### Information
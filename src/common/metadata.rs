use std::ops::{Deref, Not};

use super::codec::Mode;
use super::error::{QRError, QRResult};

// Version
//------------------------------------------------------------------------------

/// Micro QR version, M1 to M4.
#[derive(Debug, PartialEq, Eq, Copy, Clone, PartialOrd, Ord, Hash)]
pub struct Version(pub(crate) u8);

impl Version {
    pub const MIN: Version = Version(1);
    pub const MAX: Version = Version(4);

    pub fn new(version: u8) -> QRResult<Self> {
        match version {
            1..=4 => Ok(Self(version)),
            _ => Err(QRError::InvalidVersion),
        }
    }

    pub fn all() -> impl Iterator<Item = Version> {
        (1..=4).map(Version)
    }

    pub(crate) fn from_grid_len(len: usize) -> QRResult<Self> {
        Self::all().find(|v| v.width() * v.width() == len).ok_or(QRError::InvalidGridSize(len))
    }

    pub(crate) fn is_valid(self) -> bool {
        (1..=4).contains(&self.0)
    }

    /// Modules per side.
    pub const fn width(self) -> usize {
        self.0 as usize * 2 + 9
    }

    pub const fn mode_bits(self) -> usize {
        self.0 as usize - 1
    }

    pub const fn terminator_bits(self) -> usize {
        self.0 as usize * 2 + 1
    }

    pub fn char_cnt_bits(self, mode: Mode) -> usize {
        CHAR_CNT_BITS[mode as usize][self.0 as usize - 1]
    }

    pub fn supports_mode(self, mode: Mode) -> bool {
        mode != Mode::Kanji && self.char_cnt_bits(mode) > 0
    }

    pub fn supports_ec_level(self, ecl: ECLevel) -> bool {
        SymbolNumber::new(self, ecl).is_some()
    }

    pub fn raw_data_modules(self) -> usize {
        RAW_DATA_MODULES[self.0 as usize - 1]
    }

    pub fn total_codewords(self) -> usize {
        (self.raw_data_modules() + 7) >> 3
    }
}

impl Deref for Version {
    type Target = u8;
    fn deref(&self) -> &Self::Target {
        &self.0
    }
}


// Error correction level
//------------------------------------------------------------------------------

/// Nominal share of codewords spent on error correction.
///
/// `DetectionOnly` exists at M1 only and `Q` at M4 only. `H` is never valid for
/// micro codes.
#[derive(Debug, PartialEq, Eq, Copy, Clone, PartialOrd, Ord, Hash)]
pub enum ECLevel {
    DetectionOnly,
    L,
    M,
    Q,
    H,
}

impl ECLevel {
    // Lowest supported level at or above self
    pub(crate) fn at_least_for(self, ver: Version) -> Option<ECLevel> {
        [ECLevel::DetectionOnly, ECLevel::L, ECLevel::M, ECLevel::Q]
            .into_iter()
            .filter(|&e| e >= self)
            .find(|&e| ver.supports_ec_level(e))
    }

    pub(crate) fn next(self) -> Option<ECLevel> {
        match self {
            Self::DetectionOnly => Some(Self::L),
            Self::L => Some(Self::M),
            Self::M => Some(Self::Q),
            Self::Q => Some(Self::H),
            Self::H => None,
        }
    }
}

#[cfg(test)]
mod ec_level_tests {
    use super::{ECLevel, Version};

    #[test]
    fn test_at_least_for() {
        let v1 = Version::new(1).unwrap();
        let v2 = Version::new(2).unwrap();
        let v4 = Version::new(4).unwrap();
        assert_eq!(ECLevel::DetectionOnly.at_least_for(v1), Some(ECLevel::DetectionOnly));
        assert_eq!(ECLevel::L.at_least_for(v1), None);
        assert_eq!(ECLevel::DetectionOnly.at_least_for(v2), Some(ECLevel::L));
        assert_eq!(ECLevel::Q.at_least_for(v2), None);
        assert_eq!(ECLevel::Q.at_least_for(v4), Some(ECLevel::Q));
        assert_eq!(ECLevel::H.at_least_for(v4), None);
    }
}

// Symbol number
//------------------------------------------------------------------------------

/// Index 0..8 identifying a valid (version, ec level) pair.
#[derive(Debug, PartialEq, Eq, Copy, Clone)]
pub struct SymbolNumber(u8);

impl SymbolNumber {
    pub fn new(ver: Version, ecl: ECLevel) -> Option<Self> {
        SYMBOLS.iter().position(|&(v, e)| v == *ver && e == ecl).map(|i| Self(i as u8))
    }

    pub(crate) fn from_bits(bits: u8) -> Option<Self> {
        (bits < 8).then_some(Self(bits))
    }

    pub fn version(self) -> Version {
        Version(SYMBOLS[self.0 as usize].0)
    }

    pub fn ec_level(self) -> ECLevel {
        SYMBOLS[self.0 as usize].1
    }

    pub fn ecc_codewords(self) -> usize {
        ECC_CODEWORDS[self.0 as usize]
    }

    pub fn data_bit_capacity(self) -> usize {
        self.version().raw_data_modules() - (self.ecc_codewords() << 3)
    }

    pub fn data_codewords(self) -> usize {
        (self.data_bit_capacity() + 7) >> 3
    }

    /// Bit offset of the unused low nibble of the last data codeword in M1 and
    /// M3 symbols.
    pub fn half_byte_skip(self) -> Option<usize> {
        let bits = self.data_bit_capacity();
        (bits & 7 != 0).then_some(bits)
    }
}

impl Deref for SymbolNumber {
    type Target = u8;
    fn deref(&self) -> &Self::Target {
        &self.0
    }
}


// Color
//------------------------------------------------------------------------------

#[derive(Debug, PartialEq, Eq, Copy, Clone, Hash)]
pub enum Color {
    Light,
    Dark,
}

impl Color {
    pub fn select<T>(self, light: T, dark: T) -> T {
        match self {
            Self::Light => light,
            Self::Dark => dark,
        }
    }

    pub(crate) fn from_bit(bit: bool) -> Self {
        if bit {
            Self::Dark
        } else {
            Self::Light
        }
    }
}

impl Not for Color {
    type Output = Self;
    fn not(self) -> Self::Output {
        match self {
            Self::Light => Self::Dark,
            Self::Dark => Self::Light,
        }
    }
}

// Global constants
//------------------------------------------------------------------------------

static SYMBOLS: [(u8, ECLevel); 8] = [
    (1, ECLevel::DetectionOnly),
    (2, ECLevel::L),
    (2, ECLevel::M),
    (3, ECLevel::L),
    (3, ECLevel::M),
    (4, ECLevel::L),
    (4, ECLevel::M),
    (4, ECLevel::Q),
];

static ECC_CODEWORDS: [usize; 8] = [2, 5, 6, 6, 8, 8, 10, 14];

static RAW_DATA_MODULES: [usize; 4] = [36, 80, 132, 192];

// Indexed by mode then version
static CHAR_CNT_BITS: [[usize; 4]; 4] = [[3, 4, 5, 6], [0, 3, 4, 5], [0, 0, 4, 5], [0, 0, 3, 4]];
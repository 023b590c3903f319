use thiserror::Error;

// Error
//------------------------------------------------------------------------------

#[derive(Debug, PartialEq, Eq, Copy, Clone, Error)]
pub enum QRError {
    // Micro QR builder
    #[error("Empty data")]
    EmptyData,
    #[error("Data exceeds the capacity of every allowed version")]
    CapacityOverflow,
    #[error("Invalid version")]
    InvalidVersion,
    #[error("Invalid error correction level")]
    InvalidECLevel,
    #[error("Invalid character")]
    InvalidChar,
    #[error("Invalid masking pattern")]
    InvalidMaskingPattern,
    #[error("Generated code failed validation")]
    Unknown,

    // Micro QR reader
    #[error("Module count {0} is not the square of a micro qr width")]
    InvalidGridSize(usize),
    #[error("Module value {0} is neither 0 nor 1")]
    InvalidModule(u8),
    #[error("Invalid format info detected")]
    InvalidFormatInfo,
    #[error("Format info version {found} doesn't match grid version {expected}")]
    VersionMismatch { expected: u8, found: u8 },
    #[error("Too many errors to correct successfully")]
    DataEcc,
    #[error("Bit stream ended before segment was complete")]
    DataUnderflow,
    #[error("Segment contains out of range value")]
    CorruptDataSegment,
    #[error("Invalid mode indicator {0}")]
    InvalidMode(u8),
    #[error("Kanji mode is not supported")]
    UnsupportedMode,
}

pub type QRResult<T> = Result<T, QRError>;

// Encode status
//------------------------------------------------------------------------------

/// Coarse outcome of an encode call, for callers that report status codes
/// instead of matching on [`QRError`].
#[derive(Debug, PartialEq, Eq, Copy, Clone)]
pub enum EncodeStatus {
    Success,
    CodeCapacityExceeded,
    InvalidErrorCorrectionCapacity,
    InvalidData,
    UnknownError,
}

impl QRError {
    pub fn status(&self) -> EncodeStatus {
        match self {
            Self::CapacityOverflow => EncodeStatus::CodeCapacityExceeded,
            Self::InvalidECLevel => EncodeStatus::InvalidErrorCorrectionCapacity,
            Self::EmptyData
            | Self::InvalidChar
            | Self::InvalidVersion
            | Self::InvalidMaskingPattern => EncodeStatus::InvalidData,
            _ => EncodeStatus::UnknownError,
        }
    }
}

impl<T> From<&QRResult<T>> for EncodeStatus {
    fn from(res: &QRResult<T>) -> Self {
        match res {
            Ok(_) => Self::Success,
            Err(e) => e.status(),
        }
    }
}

### Exercise
Look through the entries and return every line where "type" appears.

### Task answer
    type Target = u8;
    type Target = u8;
    type Output = Self;
pub type QRResult<T> = Result<T, QRError>;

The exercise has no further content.